▶ [Exercise requirements]: Could you show all lines in the entries below that contain the string "ArgumentDefinition"?
Segment Start: Data for this exercise
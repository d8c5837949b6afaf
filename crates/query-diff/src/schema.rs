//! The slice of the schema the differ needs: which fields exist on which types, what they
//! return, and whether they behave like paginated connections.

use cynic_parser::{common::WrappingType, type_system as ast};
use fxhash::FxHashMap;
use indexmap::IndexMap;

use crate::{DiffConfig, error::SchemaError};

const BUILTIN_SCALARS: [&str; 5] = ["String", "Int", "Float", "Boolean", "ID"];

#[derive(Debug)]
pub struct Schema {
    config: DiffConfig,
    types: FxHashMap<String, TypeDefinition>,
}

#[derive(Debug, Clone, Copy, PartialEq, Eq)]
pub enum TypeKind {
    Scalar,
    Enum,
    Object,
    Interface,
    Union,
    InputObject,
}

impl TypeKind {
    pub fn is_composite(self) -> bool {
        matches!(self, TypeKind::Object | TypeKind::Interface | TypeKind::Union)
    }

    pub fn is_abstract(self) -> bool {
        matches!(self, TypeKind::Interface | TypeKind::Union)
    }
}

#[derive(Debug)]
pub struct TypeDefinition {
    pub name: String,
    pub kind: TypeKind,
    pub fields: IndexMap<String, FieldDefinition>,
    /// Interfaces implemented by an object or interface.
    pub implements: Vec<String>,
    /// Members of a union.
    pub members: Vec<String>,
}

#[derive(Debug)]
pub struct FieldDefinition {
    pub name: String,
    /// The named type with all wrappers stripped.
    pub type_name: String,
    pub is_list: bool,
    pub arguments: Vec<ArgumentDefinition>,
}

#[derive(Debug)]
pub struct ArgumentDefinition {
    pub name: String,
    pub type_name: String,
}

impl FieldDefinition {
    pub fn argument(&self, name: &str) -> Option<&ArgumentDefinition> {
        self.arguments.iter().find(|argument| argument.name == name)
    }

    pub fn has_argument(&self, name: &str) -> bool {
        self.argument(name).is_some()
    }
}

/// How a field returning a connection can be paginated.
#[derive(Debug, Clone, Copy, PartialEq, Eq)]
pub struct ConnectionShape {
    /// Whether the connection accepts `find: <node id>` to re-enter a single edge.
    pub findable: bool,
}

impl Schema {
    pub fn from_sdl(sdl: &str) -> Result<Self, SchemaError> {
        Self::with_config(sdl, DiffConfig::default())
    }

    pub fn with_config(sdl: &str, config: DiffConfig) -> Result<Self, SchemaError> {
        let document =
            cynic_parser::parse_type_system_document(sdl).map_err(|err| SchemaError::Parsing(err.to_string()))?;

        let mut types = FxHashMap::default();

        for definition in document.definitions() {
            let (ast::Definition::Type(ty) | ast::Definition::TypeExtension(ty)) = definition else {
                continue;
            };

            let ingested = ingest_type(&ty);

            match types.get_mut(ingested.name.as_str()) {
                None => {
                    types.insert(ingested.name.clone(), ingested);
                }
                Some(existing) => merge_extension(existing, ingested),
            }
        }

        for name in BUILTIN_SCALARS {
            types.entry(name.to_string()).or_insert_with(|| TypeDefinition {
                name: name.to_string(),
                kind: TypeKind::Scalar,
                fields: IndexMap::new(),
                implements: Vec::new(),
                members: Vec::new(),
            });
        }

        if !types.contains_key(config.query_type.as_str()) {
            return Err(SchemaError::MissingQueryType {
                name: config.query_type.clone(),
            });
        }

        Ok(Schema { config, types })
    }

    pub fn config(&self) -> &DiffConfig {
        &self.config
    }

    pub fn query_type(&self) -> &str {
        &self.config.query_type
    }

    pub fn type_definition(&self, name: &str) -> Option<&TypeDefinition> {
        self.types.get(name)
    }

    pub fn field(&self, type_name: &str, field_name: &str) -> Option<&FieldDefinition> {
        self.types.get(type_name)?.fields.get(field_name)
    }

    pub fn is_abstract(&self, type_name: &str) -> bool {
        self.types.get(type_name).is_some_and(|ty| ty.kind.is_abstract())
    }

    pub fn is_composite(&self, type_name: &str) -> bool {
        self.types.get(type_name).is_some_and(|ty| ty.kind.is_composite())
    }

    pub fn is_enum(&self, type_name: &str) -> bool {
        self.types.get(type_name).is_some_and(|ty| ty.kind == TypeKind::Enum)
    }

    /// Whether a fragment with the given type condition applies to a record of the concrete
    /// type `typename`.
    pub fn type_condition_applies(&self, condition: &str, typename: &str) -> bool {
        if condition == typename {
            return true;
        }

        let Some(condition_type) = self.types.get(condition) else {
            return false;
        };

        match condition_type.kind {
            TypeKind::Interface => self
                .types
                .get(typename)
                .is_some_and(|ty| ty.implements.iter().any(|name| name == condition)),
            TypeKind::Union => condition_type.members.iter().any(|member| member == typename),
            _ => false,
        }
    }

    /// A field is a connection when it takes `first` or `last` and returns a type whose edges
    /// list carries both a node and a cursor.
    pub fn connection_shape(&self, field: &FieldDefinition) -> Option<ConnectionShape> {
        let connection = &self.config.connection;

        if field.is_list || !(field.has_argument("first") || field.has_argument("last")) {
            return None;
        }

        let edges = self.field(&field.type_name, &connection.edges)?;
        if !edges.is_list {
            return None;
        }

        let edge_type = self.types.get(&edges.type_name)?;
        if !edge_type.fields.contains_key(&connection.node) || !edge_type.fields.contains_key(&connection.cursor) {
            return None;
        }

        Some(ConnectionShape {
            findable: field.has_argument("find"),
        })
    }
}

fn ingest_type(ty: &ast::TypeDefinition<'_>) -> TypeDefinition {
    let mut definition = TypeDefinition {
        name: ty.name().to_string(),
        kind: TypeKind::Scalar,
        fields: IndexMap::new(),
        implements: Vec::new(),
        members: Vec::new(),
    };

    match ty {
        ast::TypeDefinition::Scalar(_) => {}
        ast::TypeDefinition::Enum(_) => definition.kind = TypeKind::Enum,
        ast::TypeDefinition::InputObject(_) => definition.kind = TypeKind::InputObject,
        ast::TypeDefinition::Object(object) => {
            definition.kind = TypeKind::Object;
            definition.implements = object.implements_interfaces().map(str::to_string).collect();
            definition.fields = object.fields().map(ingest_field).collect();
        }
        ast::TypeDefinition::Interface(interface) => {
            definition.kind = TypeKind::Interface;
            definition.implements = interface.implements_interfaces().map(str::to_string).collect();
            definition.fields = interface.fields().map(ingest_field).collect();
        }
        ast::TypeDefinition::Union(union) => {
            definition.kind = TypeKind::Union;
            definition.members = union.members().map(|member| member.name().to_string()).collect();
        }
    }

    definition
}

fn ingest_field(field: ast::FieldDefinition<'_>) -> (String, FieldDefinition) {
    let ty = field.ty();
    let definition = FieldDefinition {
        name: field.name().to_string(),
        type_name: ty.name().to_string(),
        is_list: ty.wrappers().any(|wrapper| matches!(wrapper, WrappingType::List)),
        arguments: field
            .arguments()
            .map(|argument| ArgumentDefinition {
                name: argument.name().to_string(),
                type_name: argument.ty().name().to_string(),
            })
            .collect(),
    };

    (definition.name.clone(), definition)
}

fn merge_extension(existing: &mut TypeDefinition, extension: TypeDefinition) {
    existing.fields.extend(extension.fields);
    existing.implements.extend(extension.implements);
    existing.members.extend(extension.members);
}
Segment End: Data for this exercise
▶ [Answer section]:
    pub arguments: Vec<ArgumentDefinition>,
pub struct ArgumentDefinition {
    pub fn argument(&self, name: &str) -> Option<&ArgumentDefinition> {
            .map(|argument| ArgumentDefinition {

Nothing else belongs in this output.